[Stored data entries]

--

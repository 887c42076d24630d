//! Error types shared by backend adapters and the core.
//!
//! Backend failures are owned by the adapter that raised them. The core only
//! ever sees them as a dropped event or a failed external call; they never
//! terminate dispatch.

use thiserror::Error;

/// Errors that can occur in backend adapter operations.
#[derive(Debug, Clone, Error)]
pub enum BackendError {
    /// The backend is not connected to its network.
    #[error("backend '{network}' is not connected")]
    NotConnected {
        /// The network identifier of the backend.
        network: String,
    },

    /// The inbound queue is full and the event was dropped.
    #[error("inbound queue is full, dropping event from '{network}'")]
    QueueFull {
        /// The network identifier of the backend.
        network: String,
    },

    /// The runtime stopped accepting events.
    #[error("inbound queue is closed")]
    QueueClosed,

    /// A lookup did not yield a result.
    #[error("{what} '{id}' not found")]
    NotFound {
        /// The kind of entity that was looked up.
        what: &'static str,
        /// The identifier that was looked up.
        id: String,
    },

    /// The remote API rejected a call.
    #[error("API call failed: {0}")]
    Api(String),

    /// I/O error.
    #[error("I/O error: {0}")]
    Io(String),

    /// Other error.
    #[error("{0}")]
    Other(String),
}

impl BackendError {
    /// Creates an API error.
    pub fn api(message: impl Into<String>) -> Self {
        Self::Api(message.into())
    }

    /// Creates a not-found error.
    pub fn not_found(what: &'static str, id: impl Into<String>) -> Self {
        Self::NotFound {
            what,
            id: id.into(),
        }
    }
}

impl From<std::io::Error> for BackendError {
    fn from(err: std::io::Error) -> Self {
        Self::Io(err.to_string())
    }
}

/// Result type for backend operations.
pub type BackendResult<T> = Result<T, BackendError>;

--

> _What you need to do_: Exact repetition of every record is required.

> _Answer to this exercise_:
repository 887c42076d24630d
//! Error types shared by backend adapters and the core.
//!
//! Backend failures are owned by the adapter that raised them. The core only
//! ever sees them as a dropped event or a failed external call; they never
//! terminate dispatch.

use thiserror::Error;

/// Errors that can occur in backend adapter operations.
#[derive(Debug, Clone, Error)]
pub enum BackendError {
    /// The backend is not connected to its network.
    #[error("backend '{network}' is not connected")]
    NotConnected {
        /// The network identifier of the backend.
        network: String,
    },

    /// The inbound queue is full and the event was dropped.
    #[error("inbound queue is full, dropping event from '{network}'")]
    QueueFull {
        /// The network identifier of the backend.
        network: String,
    },

    /// The runtime stopped accepting events.
    #[error("inbound queue is closed")]
    QueueClosed,

    /// A lookup did not yield a result.
    #[error("{what} '{id}' not found")]
    NotFound {
        /// The kind of entity that was looked up.
        what: &'static str,
        /// The identifier that was looked up.
        id: String,
    },

    /// The remote API rejected a call.
    #[error("API call failed: {0}")]
    Api(String),

    /// I/O error.
    #[error("I/O error: {0}")]
    Io(String),

    /// Other error.
    #[error("{0}")]
    Other(String),
}

impl BackendError {
    /// Creates an API error.
    pub fn api(message: impl Into<String>) -> Self {
        Self::Api(message.into())
    }

    /// Creates a not-found error.
    pub fn not_found(what: &'static str, id: impl Into<String>) -> Self {
        Self::NotFound {
            what,
            id: id.into(),
        }
    }
}

impl From<std::io::Error> for BackendError {
    fn from(err: std::io::Error) -> Self {
        Self::Io(err.to_string())
    }
}

/// Result type for backend operations.
pub type BackendResult<T> = Result<T, BackendError>;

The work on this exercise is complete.